• Exercise
Whenever a line of the data below holds the string "println", copy that line.

• Provided data

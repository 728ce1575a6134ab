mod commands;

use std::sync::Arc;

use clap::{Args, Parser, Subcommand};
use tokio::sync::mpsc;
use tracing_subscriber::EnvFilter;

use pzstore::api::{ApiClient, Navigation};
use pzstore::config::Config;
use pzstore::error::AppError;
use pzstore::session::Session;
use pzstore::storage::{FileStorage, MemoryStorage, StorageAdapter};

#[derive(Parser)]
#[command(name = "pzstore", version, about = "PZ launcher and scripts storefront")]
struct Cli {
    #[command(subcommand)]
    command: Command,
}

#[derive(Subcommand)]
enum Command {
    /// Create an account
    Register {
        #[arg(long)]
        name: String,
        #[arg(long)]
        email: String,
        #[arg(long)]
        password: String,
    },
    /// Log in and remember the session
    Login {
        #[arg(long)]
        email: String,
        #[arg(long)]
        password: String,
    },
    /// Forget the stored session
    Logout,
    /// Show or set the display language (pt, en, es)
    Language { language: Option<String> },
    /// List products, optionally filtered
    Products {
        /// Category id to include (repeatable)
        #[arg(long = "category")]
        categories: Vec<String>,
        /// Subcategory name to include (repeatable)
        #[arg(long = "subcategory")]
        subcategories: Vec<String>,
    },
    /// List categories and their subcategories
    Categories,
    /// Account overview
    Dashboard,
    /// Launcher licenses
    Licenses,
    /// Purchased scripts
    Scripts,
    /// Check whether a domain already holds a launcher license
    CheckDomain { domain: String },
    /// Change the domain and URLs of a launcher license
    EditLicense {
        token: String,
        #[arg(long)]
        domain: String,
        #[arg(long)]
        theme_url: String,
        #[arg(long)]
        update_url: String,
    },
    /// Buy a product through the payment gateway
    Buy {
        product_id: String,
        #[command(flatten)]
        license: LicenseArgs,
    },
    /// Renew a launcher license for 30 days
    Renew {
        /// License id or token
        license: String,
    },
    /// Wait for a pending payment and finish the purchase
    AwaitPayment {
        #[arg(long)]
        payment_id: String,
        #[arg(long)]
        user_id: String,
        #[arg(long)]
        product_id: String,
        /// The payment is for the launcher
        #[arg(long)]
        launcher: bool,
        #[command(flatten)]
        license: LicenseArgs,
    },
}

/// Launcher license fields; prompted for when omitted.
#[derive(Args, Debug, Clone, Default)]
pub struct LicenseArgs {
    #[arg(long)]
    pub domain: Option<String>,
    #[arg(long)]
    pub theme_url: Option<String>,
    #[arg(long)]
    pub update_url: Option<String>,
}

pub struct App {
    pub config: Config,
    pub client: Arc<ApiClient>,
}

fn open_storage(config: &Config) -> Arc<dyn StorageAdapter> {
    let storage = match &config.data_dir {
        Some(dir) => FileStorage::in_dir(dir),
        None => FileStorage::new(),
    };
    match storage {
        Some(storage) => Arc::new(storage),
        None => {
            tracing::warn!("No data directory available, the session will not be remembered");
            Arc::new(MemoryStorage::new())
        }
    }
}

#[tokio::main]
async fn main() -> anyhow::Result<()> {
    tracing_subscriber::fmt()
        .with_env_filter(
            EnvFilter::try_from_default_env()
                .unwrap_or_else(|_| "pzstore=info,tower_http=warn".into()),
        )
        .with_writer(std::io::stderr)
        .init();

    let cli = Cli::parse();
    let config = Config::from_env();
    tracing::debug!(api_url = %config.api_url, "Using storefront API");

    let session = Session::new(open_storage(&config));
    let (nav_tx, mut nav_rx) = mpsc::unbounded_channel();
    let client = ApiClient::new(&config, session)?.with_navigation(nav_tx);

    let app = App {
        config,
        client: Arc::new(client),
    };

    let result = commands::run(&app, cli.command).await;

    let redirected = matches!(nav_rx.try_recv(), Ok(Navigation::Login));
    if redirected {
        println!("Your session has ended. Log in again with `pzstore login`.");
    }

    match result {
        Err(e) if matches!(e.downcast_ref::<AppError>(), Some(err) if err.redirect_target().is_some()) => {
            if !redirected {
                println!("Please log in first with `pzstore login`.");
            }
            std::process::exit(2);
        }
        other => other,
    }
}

• Task answer
        println!("Your session has ended. Log in again with `pzstore login`.");
                println!("Please log in first with `pzstore login`.");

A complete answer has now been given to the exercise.